Lines below that include the word "claim" should each be copied.

| Provided data |
-*-*-

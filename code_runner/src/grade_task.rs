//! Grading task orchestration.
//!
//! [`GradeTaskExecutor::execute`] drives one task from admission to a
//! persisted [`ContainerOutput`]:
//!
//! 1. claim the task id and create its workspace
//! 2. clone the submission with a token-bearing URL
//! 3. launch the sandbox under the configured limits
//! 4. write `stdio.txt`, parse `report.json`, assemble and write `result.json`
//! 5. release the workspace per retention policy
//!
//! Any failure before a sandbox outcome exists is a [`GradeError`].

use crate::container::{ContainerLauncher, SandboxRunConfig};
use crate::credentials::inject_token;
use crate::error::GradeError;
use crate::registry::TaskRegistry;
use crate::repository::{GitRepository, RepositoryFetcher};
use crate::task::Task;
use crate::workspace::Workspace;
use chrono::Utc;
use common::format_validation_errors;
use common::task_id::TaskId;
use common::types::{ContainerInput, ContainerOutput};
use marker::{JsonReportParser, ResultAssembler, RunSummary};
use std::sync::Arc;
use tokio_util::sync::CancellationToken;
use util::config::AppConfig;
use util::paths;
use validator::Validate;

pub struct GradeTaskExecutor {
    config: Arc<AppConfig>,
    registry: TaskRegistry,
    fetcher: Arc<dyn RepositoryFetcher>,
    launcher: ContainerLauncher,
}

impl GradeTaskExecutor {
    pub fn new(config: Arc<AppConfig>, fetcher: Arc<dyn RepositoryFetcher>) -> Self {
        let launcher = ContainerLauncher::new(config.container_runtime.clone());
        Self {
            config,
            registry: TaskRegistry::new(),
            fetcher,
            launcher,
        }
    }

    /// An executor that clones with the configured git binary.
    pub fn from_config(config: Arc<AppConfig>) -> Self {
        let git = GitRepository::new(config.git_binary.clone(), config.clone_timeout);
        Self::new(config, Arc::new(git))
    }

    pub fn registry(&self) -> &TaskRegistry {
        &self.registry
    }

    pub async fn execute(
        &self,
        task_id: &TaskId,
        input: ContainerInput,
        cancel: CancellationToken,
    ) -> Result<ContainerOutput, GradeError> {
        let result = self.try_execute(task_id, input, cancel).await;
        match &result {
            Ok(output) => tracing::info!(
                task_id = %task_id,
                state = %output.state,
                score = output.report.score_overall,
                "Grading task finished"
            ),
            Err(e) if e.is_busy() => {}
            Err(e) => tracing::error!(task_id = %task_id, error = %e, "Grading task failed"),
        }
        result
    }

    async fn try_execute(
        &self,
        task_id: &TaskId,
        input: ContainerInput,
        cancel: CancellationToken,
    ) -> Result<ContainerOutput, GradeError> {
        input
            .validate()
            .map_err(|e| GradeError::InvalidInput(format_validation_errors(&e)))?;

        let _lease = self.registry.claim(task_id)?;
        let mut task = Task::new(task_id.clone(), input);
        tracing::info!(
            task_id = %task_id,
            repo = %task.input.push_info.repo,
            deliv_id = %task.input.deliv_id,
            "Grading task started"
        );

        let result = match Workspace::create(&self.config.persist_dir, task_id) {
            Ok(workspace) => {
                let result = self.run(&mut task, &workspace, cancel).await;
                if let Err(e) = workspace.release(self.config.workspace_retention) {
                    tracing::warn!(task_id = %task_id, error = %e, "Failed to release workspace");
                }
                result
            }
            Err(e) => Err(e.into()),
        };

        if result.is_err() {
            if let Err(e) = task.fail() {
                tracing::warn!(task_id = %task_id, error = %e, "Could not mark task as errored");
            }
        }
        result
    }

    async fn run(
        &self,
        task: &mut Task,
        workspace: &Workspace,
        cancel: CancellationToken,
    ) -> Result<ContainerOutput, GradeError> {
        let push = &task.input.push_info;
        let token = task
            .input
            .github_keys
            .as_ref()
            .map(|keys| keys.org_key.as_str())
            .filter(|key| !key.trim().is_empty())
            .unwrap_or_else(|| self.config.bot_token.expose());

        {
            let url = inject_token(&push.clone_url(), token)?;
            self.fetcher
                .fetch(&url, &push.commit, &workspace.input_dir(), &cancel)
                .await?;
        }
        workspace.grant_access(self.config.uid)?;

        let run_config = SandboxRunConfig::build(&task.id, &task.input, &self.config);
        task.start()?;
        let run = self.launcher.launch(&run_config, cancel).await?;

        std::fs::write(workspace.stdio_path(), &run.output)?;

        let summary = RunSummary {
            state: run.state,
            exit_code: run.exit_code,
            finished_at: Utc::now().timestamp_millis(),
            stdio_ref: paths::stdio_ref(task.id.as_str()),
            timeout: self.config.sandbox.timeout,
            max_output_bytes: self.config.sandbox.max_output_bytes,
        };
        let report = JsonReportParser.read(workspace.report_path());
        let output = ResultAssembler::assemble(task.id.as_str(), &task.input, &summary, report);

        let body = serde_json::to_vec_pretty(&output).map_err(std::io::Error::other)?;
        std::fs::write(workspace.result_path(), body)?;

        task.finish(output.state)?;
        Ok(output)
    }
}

-*-*-

| Answer area |
//! 1. claim the task id and create its workspace
        let _lease = self.registry.claim(task_id)?;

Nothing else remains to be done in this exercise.